DATA TO EXAMINE:
⁂

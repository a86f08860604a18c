//! Update function for the campaign wizard.
//!
//! Elm-style: takes the component, its `Context` and a `Msg`, mutates the
//! form state and returns whether the view should re-render. Route changes go
//! through the router's navigator; the current step always comes from props.

use gloo_console::{error, log};
use yew::platform::spawn_local;
use yew::prelude::*;
use yew_router::prelude::*;

use common::wizard::Step;

use super::messages::Msg;
use super::state::CampaignWizard;
use crate::route::Route;

pub fn update(component: &mut CampaignWizard, ctx: &Context<CampaignWizard>, msg: Msg) -> bool {
    match msg {
        Msg::SetCampaignName(name) => {
            component.form.campaign_name = name;
            true
        }
        Msg::AddEntry => {
            component.form.add_entry();
            true
        }
        Msg::RemoveEntry(index) => component.form.remove_entry(index),
        Msg::EditField {
            index,
            field,
            value,
        } => component.form.edit_field(index, field, value),
        Msg::Navigate(step) => {
            navigate(ctx, step);
            false
        }
        Msg::Submit => {
            // The button is disabled while loading; ignore stray clicks anyway.
            if component.form.loading {
                return false;
            }
            let request = component.form.begin_submission();
            log!(format!(
                "Submitting campaign \"{}\" with {} ads",
                request.campaign_name,
                request.campaigns.len()
            ));

            let service = ctx.props().analysis.0.clone();
            let link = ctx.link().clone();
            spawn_local(async move {
                let outcome = service.submit_campaign(request).await;
                link.send_message(Msg::AnalysisFinished(outcome));
            });
            true
        }
        Msg::AnalysisFinished(outcome) => {
            if let Err(err) = &outcome {
                error!(format!("Error: {}", err));
            }
            if component.form.complete_submission(outcome) {
                navigate(ctx, Step::Results);
            }
            true
        }
        Msg::ToggleHistory => {
            component.form.toggle_history();
            true
        }
        Msg::HistoryLoaded(items) => {
            log!(format!("Loaded {} past campaigns", items.len()));
            component.form.set_history(items);
            true
        }
    }
}

fn navigate(ctx: &Context<CampaignWizard>, step: Step) {
    match ctx.link().navigator() {
        Some(navigator) => navigator.push(&Route::for_step(step)),
        None => error!("No router available to navigate to", step.path()),
    }
}
use serde::{Deserialize, Serialize};

use crate::model::ad_entry::AdEntry;

/// One ad as sent to the analysis service, with numeric fields parsed.
#[derive(Debug, Clone, PartialEq, Serialize, Deserialize)]
pub struct CampaignInput {
    pub name: String,
    pub ad_title: String,
    pub clicks: u64,
    pub impressions: u64,
    pub current_budget: f64,
}

/// Request payload for the campaign analysis endpoint.
#[derive(Debug, Clone, PartialEq, Serialize, Deserialize)]
pub struct AnalysisRequest {
    pub campaign_name: String,
    pub campaigns: Vec<CampaignInput>,
}

impl From<&AdEntry> for CampaignInput {
    fn from(entry: &AdEntry) -> Self {
        Self {
            name: entry.name.clone(),
            ad_title: entry.ad_title.clone(),
            clicks: entry.parsed_clicks(),
            impressions: entry.parsed_impressions(),
            current_budget: entry.parsed_budget(),
        }
    }
}

impl AnalysisRequest {
    pub fn from_form(campaign_name: &str, entries: &[AdEntry]) -> Self {
        Self {
            campaign_name: campaign_name.to_string(),
            campaigns: entries.iter().map(CampaignInput::from).collect(),
        }
    }
}

#[cfg(test)]
mod tests {
    use super::*;

    #[test]
    fn request_uses_wire_field_names() {
        let entry = AdEntry {
            key: 9,
            name: "Ad1".into(),
            ad_title: "T".into(),
            clicks: "100".into(),
            impressions: "oops".into(),
            current_budget: "50".into(),
        };
        let request = AnalysisRequest::from_form("Summer Sale", &[entry]);
        let json = serde_json::to_value(&request).unwrap();

        assert_eq!(json["campaign_name"], "Summer Sale");
        assert_eq!(json["campaigns"][0]["ad_title"], "T");
        assert_eq!(json["campaigns"][0]["clicks"], 100);
        assert_eq!(json["campaigns"][0]["impressions"], 0);
        assert_eq!(json["campaigns"][0]["current_budget"], 50.0);
        assert!(json["campaigns"][0].get("key").is_none());
    }
}
//! Application shell: owns the configuration and the injected services and
//! maps routes to the landing page or the campaign wizard.

use yew::{html, Callback, Component, Context, Html};
use yew_router::prelude::*;

use crate::components::landing::Landing;
use crate::components::wizard::CampaignWizard;
use crate::config::AppConfig;
use crate::route::Route;
use crate::services::analysis::AnalysisHandle;

pub struct App {
    config: AppConfig,
    analysis: AnalysisHandle,
}

impl Component for App {
    type Message = ();
    type Properties = ();

    fn create(_ctx: &Context<Self>) -> Self {
        let config = AppConfig::from_build_env();
        let analysis = AnalysisHandle::from_config(&config);
        Self { config, analysis }
    }

    fn view(&self, _ctx: &Context<Self>) -> Html {
        let analysis = self.analysis.clone();
        let history_endpoint = self.config.history_endpoint;
        let render = Callback::from(move |route: Route| switch(route, &analysis, history_endpoint));

        html! {
            <BrowserRouter>
                <Switch<Route> render={render} />
            </BrowserRouter>
        }
    }
}

/// Every wizard path renders the same component in the same position, so its
/// form state survives moving between steps.
fn switch(route: Route, analysis: &AnalysisHandle, history_endpoint: Option<&'static str>) -> Html {
    match route.step() {
        None => html! { <Landing /> },
        Some(step) => html! {
            <CampaignWizard
                step={step}
                analysis={analysis.clone()}
                history_endpoint={history_endpoint}
            />
        },
    }
}
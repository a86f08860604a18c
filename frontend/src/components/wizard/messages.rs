use common::model::ad_entry::AdField;
use common::model::analysis::AnalysisResponse;
use common::model::history::HistoryItem;
use common::wizard::Step;

use crate::services::ServiceError;

#[derive(Clone)]
pub enum Msg {
    SetCampaignName(String),
    AddEntry,
    RemoveEntry(usize),
    EditField {
        index: usize,
        field: AdField,
        value: String,
    },
    Navigate(Step),
    Submit,
    AnalysisFinished(Result<AnalysisResponse, ServiceError>),
    ToggleHistory,
    HistoryLoaded(Vec<HistoryItem>),
}
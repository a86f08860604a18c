//! The three-step campaign wizard.
//!
//! All form data lives in one `WizardState`; the current step comes from the
//! route. Messages are handled in `update`, markup is built in `view` and the
//! `panels` module, and the history list is fetched once after the first
//! render if a history endpoint was configured at build time.

use gloo_console::error;
use yew::platform::spawn_local;
use yew::prelude::*;

use crate::services::history::fetch_history;

mod chart;
mod helpers;
mod history;
mod messages;
mod panels;
mod props;
mod state;
mod update;
mod view;

pub use messages::Msg;
pub use props::CampaignWizardProps;
pub use state::CampaignWizard;

impl Component for CampaignWizard {
    type Message = Msg;
    type Properties = CampaignWizardProps;

    fn create(_ctx: &Context<Self>) -> Self {
        CampaignWizard::new()
    }

    fn update(&mut self, ctx: &Context<Self>, msg: Self::Message) -> bool {
        update::update(self, ctx, msg)
    }

    fn view(&self, ctx: &Context<Self>) -> Html {
        view::view(self, ctx)
    }

    fn rendered(&mut self, ctx: &Context<Self>, first_render: bool) {
        if first_render && !self.loaded {
            self.loaded = true;

            if let Some(url) = ctx.props().history_endpoint {
                let link = ctx.link().clone();
                spawn_local(async move {
                    match fetch_history(url).await {
                        Ok(items) => link.send_message(Msg::HistoryLoaded(items)),
                        Err(err) => error!(format!("Error fetching history: {}", err)),
                    }
                });
            }
        }
    }
}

⁂

TASK TO COMPLETE: The records above are to be repeated in full, word for word.

RESPONSE TO THIS TASK:
repository a86f08860604a18c
//! Update function for the campaign wizard.
//!
//! Elm-style: takes the component, its `Context` and a `Msg`, mutates the
//! form state and returns whether the view should re-render. Route changes go
//! through the router's navigator; the current step always comes from props.

use gloo_console::{error, log};
use yew::platform::spawn_local;
use yew::prelude::*;
use yew_router::prelude::*;

use common::wizard::Step;

use super::messages::Msg;
use super::state::CampaignWizard;
use crate::route::Route;

pub fn update(component: &mut CampaignWizard, ctx: &Context<CampaignWizard>, msg: Msg) -> bool {
    match msg {
        Msg::SetCampaignName(name) => {
            component.form.campaign_name = name;
            true
        }
        Msg::AddEntry => {
            component.form.add_entry();
            true
        }
        Msg::RemoveEntry(index) => component.form.remove_entry(index),
        Msg::EditField {
            index,
            field,
            value,
        } => component.form.edit_field(index, field, value),
        Msg::Navigate(step) => {
            navigate(ctx, step);
            false
        }
        Msg::Submit => {
            // The button is disabled while loading; ignore stray clicks anyway.
            if component.form.loading {
                return false;
            }
            let request = component.form.begin_submission();
            log!(format!(
                "Submitting campaign \"{}\" with {} ads",
                request.campaign_name,
                request.campaigns.len()
            ));

            let service = ctx.props().analysis.0.clone();
            let link = ctx.link().clone();
            spawn_local(async move {
                let outcome = service.submit_campaign(request).await;
                link.send_message(Msg::AnalysisFinished(outcome));
            });
            true
        }
        Msg::AnalysisFinished(outcome) => {
            if let Err(err) = &outcome {
                error!(format!("Error: {}", err));
            }
            if component.form.complete_submission(outcome) {
                navigate(ctx, Step::Results);
            }
            true
        }
        Msg::ToggleHistory => {
            component.form.toggle_history();
            true
        }
        Msg::HistoryLoaded(items) => {
            log!(format!("Loaded {} past campaigns", items.len()));
            component.form.set_history(items);
            true
        }
    }
}

fn navigate(ctx: &Context<CampaignWizard>, step: Step) {
    match ctx.link().navigator() {
        Some(navigator) => navigator.push(&Route::for_step(step)),
        None => error!("No router available to navigate to", step.path()),
    }
}
use serde::{Deserialize, Serialize};

use crate::model::ad_entry::AdEntry;

/// One ad as sent to the analysis service, with numeric fields parsed.
#[derive(Debug, Clone, PartialEq, Serialize, Deserialize)]
pub struct CampaignInput {
    pub name: String,
    pub ad_title: String,
    pub clicks: u64,
    pub impressions: u64,
    pub current_budget: f64,
}

/// Request payload for the campaign analysis endpoint.
#[derive(Debug, Clone, PartialEq, Serialize, Deserialize)]
pub struct AnalysisRequest {
    pub campaign_name: String,
    pub campaigns: Vec<CampaignInput>,
}

impl From<&AdEntry> for CampaignInput {
    fn from(entry: &AdEntry) -> Self {
        Self {
            name: entry.name.clone(),
            ad_title: entry.ad_title.clone(),
            clicks: entry.parsed_clicks(),
            impressions: entry.parsed_impressions(),
            current_budget: entry.parsed_budget(),
        }
    }
}

impl AnalysisRequest {
    pub fn from_form(campaign_name: &str, entries: &[AdEntry]) -> Self {
        Self {
            campaign_name: campaign_name.to_string(),
            campaigns: entries.iter().map(CampaignInput::from).collect(),
        }
    }
}

#[cfg(test)]
mod tests {
    use super::*;

    #[test]
    fn request_uses_wire_field_names() {
        let entry = AdEntry {
            key: 9,
            name: "Ad1".into(),
            ad_title: "T".into(),
            clicks: "100".into(),
            impressions: "oops".into(),
            current_budget: "50".into(),
        };
        let request = AnalysisRequest::from_form("Summer Sale", &[entry]);
        let json = serde_json::to_value(&request).unwrap();

        assert_eq!(json["campaign_name"], "Summer Sale");
        assert_eq!(json["campaigns"][0]["ad_title"], "T");
        assert_eq!(json["campaigns"][0]["clicks"], 100);
        assert_eq!(json["campaigns"][0]["impressions"], 0);
        assert_eq!(json["campaigns"][0]["current_budget"], 50.0);
        assert!(json["campaigns"][0].get("key").is_none());
    }
}
//! Application shell: owns the configuration and the injected services and
//! maps routes to the landing page or the campaign wizard.

use yew::{html, Callback, Component, Context, Html};
use yew_router::prelude::*;

use crate::components::landing::Landing;
use crate::components::wizard::CampaignWizard;
use crate::config::AppConfig;
use crate::route::Route;
use crate::services::analysis::AnalysisHandle;

pub struct App {
    config: AppConfig,
    analysis: AnalysisHandle,
}

impl Component for App {
    type Message = ();
    type Properties = ();

    fn create(_ctx: &Context<Self>) -> Self {
        let config = AppConfig::from_build_env();
        let analysis = AnalysisHandle::from_config(&config);
        Self { config, analysis }
    }

    fn view(&self, _ctx: &Context<Self>) -> Html {
        let analysis = self.analysis.clone();
        let history_endpoint = self.config.history_endpoint;
        let render = Callback::from(move |route: Route| switch(route, &analysis, history_endpoint));

        html! {
            <BrowserRouter>
                <Switch<Route> render={render} />
            </BrowserRouter>
        }
    }
}

/// Every wizard path renders the same component in the same position, so its
/// form state survives moving between steps.
fn switch(route: Route, analysis: &AnalysisHandle, history_endpoint: Option<&'static str>) -> Html {
    match route.step() {
        None => html! { <Landing /> },
        Some(step) => html! {
            <CampaignWizard
                step={step}
                analysis={analysis.clone()}
                history_endpoint={history_endpoint}
            />
        },
    }
}
repository a86f08860604a18c
filename frontend/src/components/wizard/messages.rs
use common::model::ad_entry::AdField;
use common::model::analysis::AnalysisResponse;
use common::model::history::HistoryItem;
use common::wizard::Step;

use crate::services::ServiceError;

#[derive(Clone)]
pub enum Msg {
    SetCampaignName(String),
    AddEntry,
    RemoveEntry(usize),
    EditField {
        index: usize,
        field: AdField,
        value: String,
    },
    Navigate(Step),
    Submit,
    AnalysisFinished(Result<AnalysisResponse, ServiceError>),
    ToggleHistory,
    HistoryLoaded(Vec<HistoryItem>),
}
repository a86f08860604a18c
//! The three-step campaign wizard.
//!
//! All form data lives in one `WizardState`; the current step comes from the
//! route. Messages are handled in `update`, markup is built in `view` and the
//! `panels` module, and the history list is fetched once after the first
//! render if a history endpoint was configured at build time.

use gloo_console::error;
use yew::platform::spawn_local;
use yew::prelude::*;

use crate::services::history::fetch_history;

mod chart;
mod helpers;
mod history;
mod messages;
mod panels;
mod props;
mod state;
mod update;
mod view;

pub use messages::Msg;
pub use props::CampaignWizardProps;
pub use state::CampaignWizard;

impl Component for CampaignWizard {
    type Message = Msg;
    type Properties = CampaignWizardProps;

    fn create(_ctx: &Context<Self>) -> Self {
        CampaignWizard::new()
    }

    fn update(&mut self, ctx: &Context<Self>, msg: Self::Message) -> bool {
        update::update(self, ctx, msg)
    }

    fn view(&self, ctx: &Context<Self>) -> Html {
        view::view(self, ctx)
    }

    fn rendered(&mut self, ctx: &Context<Self>, first_render: bool) {
        if first_render && !self.loaded {
            self.loaded = true;

            if let Some(url) = ctx.props().history_endpoint {
                let link = ctx.link().clone();
                spawn_local(async move {
                    match fetch_history(url).await {
                        Ok(items) => link.send_message(Msg::HistoryLoaded(items)),
                        Err(err) => error!(format!("Error fetching history: {}", err)),
                    }
                });
            }
        }
    }
}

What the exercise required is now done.